統合失調症の原因は1つだけではなく、いくつかの要因が重なって発症すると考えられています。

脳内の化学物質のバランスの乱れ

ドーパミンやセロトニンといった、脳内で情報を伝える物質の働きが過剰になったり不足したりすることが原因とされています。

遺伝的要因

家族の中に統合失調症の方がいると、発症する確率が少し高くなることがわかっています。

ストレスや環境的な影響

特に思春期や大人になる過程での強いストレスや、幼少期の環境が関わることもあります。学校でのいじめや家庭内での不安定な環境がリスクになることもあります。

統合失調症の治療ではどんなことをする?

統合失調症は治療を続ければ、少しずつ症状が落ち着き、日常生活に戻れることが多い病気です。主な治療方法は以下のとおりです。

1.薬を使った治療(薬物療法)

  • 抗精神病薬(こうせいしんびょうやく)を使います。この薬は、幻覚や妄想などを落ち着かせる働きがあります。
  • よく使われるお薬には、リスペリドン、オランザピン、クエチアピンなどがあり、症状に合わせて医師が調整します。

2.心のサポート(精神療法・カウンセリング)

  • 専門のカウンセラーや医師と一緒にストレスの対処方法や現実との向き合い方を学びます。
  • 妄想や不安にどう対処するか、再発を防ぐためにどのような習慣を身につければいいかを一緒に考えます。

3.社会に戻るためのサポート(リハビリテーション)

  • 就職支援や日常生活に必要なサポートを受けることができます。
  • デイケアやグループでの活動を通じて、人とのつながりを取り戻すことが目指されます。

4.家族の支援

ご家族が患者さんを支えるためには、病気に対する正しい知識が必要です。家族が支援しやすくなるように、医師から説明を受けたり、相談したりする機会もあります。

治療で大切なこと

薬を続けること

症状が良くなったからといって、自己判断で薬をやめると再発のリスクが高くなります。
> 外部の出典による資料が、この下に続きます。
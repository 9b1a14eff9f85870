//! Password hashing for stored accounts.

use argon2::password_hash::SaltString;
use argon2::{Argon2, PasswordHash, PasswordHasher, PasswordVerifier};
use rand_core::OsRng;

use crate::error::{Error, Result};

/// Hashes `password` into an argon2 PHC string, e.g. `$argon2id$v=19$…`.
pub fn hash_password(password: &str) -> Result<String> {
    let salt = SaltString::generate(&mut OsRng);
    Argon2::default()
        .hash_password(password.as_bytes(), &salt)
        .map(|hash| hash.to_string())
        .map_err(|err| Error::PasswordHash(err.to_string()))
}

/// Checks `password` against a stored PHC string. Unparseable hashes never verify.
pub fn verify_password(password: &str, hash: &str) -> bool {
    let Ok(parsed) = PasswordHash::new(hash) else {
        return false;
    };
    Argon2::default()
        .verify_password(password.as_bytes(), &parsed)
        .is_ok()
}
医師の指示に従いましょう。

ストレス管理

強いストレスは症状を悪化させることがあります。心の負担を軽くするために、リラックスできる趣味や運動を取り入れると良いです。

家族や支援者と一緒に治療に取り組む

一人で抱え込まず、医師や家族、支援者と協力することが大事です。

統合失調症は克服できる病気です。

統合失調症と診断されると、不安になるかもしれませんが、適切な治療を受ければ回復し、再び学校や職場に通えるようになる方もたくさんいます。焦らず、自分のペースで治療を続けることが大切です。どんな小さなことでも医師に相談しながら、一歩ずつ進んでいきましょう。

あなたは一人ではありません。周りの支えと一緒に、前向きな変化を感じられる日が必ず来ます。